(Stored data)
——
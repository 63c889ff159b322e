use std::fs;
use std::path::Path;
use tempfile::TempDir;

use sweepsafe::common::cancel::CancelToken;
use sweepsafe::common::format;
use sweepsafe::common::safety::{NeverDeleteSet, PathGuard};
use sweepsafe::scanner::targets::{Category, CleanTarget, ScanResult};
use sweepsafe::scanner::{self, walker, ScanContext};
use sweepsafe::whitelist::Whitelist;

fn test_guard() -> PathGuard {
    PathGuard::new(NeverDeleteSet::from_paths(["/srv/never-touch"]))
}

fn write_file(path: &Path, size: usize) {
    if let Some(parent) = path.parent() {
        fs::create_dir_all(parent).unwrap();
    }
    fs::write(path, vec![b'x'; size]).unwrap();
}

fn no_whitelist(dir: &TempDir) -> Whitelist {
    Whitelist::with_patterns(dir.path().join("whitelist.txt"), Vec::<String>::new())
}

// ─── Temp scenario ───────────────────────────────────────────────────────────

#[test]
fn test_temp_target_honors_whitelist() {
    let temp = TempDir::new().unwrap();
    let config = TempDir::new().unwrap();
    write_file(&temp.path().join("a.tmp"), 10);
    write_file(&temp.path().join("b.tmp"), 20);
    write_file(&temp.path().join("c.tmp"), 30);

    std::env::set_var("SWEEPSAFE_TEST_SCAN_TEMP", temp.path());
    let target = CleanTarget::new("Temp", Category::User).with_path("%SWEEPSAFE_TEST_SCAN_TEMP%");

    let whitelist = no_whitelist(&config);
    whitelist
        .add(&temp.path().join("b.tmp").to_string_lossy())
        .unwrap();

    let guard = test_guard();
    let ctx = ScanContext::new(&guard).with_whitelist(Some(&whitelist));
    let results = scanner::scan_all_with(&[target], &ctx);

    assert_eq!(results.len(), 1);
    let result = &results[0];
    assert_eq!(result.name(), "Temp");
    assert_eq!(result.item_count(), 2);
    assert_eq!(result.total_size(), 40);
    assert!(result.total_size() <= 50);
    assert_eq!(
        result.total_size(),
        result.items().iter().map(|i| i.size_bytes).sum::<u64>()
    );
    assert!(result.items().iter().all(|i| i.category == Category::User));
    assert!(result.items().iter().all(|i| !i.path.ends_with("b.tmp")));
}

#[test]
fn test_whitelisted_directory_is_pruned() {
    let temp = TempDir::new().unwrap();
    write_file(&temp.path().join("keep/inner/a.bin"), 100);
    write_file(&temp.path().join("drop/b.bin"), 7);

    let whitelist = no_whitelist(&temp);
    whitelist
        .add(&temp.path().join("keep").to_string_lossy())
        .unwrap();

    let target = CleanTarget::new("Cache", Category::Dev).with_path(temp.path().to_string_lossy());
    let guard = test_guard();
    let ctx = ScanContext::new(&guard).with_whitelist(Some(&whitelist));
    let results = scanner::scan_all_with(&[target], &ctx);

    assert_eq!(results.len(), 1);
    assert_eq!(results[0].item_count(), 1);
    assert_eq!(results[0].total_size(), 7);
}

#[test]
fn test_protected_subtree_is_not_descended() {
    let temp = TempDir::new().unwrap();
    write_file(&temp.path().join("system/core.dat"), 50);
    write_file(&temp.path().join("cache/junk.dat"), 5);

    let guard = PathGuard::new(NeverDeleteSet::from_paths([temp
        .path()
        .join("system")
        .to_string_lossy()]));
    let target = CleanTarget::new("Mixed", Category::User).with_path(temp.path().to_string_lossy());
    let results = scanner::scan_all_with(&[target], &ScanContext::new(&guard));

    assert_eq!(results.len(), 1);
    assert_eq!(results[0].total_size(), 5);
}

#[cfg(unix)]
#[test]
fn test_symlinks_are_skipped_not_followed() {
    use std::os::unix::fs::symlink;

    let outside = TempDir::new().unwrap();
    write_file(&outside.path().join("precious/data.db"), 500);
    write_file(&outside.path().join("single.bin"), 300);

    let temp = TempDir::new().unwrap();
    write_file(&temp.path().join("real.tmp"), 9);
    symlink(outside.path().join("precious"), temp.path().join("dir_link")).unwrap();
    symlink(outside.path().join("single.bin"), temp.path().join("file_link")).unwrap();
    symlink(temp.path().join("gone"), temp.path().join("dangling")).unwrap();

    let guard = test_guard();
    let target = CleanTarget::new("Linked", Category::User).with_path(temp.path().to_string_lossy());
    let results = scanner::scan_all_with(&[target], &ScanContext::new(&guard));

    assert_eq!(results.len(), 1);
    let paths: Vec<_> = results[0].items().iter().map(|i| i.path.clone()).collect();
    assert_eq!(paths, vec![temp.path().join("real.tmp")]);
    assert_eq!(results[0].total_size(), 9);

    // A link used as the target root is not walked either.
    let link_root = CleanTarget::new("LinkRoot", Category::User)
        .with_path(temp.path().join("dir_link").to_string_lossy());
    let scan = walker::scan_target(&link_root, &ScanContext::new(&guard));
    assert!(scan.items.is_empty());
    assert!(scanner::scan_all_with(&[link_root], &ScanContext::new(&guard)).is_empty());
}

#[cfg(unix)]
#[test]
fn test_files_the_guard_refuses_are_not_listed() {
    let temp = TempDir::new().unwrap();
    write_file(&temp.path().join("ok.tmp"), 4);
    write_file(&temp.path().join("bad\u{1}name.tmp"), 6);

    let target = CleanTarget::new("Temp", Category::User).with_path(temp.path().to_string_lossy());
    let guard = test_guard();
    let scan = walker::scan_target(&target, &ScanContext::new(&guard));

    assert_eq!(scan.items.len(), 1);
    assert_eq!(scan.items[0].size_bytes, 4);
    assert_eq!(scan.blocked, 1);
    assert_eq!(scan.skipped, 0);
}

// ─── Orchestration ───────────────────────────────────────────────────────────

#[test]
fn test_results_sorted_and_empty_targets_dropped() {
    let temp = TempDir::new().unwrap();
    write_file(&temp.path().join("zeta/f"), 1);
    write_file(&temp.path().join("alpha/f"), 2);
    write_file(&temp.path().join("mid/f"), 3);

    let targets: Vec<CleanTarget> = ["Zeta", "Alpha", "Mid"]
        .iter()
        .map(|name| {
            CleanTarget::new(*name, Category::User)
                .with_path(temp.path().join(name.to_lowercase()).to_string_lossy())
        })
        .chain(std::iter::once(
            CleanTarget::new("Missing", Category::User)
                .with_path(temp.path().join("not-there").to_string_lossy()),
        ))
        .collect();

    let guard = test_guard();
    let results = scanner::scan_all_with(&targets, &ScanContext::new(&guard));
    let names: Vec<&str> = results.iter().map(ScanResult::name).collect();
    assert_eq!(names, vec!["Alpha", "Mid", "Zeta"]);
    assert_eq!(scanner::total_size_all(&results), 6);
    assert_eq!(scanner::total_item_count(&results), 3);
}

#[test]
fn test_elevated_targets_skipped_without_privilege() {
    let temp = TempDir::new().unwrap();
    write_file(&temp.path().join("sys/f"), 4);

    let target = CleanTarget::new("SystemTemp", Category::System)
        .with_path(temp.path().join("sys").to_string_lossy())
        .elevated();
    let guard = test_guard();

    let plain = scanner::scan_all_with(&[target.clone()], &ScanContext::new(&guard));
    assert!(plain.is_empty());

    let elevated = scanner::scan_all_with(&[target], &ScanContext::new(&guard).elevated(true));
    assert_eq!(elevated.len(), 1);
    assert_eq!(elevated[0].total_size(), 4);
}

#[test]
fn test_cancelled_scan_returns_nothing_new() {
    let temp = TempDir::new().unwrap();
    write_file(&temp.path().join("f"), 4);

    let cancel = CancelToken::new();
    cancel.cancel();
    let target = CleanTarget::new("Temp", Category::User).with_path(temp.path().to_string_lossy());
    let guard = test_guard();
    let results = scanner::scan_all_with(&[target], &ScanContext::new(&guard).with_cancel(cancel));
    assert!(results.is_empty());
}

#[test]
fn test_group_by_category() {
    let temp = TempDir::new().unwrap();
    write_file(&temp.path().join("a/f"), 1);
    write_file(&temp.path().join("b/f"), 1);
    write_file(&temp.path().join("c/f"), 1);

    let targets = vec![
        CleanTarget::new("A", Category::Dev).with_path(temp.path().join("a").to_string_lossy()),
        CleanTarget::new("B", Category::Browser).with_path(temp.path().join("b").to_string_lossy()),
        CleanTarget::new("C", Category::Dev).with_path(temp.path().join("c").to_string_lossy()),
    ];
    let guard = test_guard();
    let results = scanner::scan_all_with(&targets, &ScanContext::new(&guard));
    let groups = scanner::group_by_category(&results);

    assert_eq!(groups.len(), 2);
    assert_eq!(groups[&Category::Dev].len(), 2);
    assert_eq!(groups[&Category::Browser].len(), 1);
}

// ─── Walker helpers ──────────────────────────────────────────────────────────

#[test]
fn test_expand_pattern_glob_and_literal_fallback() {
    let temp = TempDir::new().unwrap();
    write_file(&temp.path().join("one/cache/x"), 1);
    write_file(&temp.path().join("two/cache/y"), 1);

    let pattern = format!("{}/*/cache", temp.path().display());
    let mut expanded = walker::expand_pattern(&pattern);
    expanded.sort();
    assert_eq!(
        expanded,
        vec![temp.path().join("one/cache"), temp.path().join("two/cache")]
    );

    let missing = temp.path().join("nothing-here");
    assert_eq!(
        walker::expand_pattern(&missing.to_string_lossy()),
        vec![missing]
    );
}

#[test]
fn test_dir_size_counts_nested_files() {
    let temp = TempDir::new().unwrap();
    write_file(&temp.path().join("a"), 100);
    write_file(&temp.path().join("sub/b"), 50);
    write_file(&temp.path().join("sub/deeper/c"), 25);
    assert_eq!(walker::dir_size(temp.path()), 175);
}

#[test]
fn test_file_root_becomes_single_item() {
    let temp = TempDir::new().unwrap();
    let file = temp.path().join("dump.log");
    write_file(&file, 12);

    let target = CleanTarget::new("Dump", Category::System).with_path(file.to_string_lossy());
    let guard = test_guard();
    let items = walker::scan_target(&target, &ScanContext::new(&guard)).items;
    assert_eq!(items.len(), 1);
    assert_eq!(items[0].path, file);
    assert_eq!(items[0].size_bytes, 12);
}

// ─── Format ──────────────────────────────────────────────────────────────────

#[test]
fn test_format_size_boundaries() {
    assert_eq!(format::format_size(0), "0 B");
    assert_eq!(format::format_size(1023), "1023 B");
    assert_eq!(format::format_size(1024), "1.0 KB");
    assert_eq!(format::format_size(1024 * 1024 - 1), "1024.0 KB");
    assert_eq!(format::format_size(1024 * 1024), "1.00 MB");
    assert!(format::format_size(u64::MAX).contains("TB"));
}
——
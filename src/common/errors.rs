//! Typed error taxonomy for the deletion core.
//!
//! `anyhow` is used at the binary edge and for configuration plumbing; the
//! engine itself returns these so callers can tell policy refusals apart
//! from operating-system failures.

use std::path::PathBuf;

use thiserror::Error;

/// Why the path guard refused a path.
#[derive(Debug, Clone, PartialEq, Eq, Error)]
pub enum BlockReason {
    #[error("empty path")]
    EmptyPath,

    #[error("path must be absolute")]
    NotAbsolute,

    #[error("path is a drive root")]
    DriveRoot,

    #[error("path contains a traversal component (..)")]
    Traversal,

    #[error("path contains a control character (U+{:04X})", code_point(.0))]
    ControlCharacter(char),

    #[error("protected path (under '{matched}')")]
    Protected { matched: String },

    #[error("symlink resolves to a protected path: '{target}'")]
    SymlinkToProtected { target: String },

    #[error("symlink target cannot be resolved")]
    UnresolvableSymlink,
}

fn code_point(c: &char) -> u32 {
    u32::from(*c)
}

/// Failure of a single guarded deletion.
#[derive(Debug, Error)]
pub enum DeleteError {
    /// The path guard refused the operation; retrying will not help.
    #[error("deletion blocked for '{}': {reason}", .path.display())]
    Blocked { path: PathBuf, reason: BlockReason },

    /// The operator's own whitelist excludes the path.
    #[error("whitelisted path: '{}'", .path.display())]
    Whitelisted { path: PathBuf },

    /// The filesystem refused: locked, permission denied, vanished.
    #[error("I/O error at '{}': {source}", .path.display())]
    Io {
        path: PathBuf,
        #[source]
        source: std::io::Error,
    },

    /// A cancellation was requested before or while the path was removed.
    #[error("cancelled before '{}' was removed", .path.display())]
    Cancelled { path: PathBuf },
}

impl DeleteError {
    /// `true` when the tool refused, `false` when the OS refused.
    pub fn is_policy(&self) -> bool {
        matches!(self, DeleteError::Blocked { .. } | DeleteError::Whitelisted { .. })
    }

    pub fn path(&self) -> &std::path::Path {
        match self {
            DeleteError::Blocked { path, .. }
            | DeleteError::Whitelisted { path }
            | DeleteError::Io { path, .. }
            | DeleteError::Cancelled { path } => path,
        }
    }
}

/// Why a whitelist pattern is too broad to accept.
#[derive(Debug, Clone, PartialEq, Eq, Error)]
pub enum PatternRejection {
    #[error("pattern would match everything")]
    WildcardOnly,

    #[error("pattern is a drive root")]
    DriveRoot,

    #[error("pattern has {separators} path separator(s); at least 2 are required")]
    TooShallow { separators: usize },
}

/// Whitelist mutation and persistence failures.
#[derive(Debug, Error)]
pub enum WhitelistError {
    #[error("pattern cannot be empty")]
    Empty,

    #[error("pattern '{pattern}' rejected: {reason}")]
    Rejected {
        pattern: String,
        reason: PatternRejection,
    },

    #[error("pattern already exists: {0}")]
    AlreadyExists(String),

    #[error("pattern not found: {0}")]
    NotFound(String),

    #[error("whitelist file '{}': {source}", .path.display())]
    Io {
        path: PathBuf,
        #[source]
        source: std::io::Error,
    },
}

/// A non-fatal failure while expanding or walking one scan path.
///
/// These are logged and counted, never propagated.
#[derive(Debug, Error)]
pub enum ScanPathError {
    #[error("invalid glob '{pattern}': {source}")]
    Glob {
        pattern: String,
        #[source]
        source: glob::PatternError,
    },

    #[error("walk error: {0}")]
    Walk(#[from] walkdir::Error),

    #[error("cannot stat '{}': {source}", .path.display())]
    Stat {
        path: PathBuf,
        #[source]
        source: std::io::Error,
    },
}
——
Find all the lines with "refused" in the data and copy them.

Completed task:
/// Why the path guard refused a path.
    /// The path guard refused the operation; retrying will not help.
    /// The filesystem refused: locked, permission denied, vanished.
    /// `true` when the tool refused, `false` when the OS refused.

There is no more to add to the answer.